YOUR ASSIGNMENT → Across the listing that follows, work out how many lines carry the string "amends". Provide that number and nothing else.

★ ★ ★ ★ ★

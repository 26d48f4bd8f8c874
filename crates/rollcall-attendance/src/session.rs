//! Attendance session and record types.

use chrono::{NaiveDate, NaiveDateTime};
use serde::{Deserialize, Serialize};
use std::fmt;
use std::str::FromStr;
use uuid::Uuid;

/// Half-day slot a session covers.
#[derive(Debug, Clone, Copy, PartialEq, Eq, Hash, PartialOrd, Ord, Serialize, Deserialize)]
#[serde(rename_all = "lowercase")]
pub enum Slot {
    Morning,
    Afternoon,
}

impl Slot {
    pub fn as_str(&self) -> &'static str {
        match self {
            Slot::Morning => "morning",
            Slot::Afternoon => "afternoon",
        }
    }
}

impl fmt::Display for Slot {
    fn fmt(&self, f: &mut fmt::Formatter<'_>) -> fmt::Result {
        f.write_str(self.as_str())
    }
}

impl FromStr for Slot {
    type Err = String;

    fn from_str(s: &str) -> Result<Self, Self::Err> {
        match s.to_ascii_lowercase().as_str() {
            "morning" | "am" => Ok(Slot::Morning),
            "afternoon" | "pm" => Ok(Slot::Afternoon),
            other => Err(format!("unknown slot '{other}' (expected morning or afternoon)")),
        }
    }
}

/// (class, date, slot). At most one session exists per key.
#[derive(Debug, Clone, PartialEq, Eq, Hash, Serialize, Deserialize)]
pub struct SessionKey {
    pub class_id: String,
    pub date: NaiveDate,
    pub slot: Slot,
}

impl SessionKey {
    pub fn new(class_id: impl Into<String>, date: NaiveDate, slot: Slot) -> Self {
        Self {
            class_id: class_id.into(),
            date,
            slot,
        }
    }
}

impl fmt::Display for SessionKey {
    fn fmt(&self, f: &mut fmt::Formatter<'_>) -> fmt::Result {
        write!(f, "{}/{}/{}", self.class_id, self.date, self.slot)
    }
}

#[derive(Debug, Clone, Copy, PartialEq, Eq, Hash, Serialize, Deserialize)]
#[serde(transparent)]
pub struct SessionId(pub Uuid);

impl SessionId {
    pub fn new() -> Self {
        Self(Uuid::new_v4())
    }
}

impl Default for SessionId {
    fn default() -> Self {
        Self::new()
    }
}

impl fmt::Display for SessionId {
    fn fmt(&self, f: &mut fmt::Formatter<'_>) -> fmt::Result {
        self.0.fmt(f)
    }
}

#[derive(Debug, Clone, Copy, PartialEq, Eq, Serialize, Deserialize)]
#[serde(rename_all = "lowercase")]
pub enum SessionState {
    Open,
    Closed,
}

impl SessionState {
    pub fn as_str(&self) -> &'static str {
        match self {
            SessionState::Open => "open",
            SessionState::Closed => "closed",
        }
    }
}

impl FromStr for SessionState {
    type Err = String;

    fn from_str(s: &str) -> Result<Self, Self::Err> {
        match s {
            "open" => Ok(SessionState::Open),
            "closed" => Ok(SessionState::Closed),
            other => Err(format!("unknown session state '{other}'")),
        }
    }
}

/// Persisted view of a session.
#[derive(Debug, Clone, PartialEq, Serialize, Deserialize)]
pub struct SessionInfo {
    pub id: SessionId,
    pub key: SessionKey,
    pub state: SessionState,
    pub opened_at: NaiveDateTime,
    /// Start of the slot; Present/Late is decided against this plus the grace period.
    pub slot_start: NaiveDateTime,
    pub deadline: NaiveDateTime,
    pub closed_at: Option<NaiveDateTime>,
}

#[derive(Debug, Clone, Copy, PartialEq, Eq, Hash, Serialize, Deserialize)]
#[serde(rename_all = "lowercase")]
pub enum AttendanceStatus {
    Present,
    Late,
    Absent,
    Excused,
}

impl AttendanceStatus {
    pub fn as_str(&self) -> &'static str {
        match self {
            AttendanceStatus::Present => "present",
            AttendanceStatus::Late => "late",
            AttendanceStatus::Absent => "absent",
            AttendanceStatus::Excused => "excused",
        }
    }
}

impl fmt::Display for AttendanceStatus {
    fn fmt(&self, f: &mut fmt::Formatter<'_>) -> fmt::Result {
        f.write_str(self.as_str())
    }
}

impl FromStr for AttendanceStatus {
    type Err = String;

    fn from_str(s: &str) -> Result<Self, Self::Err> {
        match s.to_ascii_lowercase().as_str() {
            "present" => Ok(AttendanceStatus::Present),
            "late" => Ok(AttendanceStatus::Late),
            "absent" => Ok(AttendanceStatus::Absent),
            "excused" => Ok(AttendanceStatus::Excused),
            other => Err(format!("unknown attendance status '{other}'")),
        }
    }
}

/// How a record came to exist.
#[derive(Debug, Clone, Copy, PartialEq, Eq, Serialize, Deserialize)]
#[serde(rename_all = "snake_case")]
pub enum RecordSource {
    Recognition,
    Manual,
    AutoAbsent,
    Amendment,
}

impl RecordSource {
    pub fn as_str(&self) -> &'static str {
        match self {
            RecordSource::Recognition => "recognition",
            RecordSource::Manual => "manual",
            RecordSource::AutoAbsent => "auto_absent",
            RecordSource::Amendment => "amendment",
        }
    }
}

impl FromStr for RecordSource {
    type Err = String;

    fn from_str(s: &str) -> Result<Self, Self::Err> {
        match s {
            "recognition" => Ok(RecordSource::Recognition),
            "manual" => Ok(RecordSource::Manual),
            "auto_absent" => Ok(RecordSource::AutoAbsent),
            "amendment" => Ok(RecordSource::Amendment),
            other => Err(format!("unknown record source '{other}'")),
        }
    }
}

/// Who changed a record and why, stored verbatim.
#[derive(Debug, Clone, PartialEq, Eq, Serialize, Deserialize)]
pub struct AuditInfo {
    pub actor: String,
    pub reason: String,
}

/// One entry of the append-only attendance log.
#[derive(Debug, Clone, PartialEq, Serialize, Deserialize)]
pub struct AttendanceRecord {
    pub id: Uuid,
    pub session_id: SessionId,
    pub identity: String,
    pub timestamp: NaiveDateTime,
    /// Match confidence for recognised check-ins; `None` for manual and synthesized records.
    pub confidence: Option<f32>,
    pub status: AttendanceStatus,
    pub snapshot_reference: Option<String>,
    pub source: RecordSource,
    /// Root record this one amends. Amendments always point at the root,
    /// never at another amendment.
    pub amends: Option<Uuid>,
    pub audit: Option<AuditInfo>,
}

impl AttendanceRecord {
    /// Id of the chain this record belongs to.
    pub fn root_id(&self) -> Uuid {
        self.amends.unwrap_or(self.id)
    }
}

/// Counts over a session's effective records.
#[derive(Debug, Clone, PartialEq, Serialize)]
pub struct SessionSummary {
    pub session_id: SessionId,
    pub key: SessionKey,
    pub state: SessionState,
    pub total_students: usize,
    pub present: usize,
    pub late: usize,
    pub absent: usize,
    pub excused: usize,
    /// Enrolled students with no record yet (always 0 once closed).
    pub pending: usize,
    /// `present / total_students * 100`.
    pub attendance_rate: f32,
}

★ ★ ★ ★ ★

REPLY TO THE EXERCISE → 3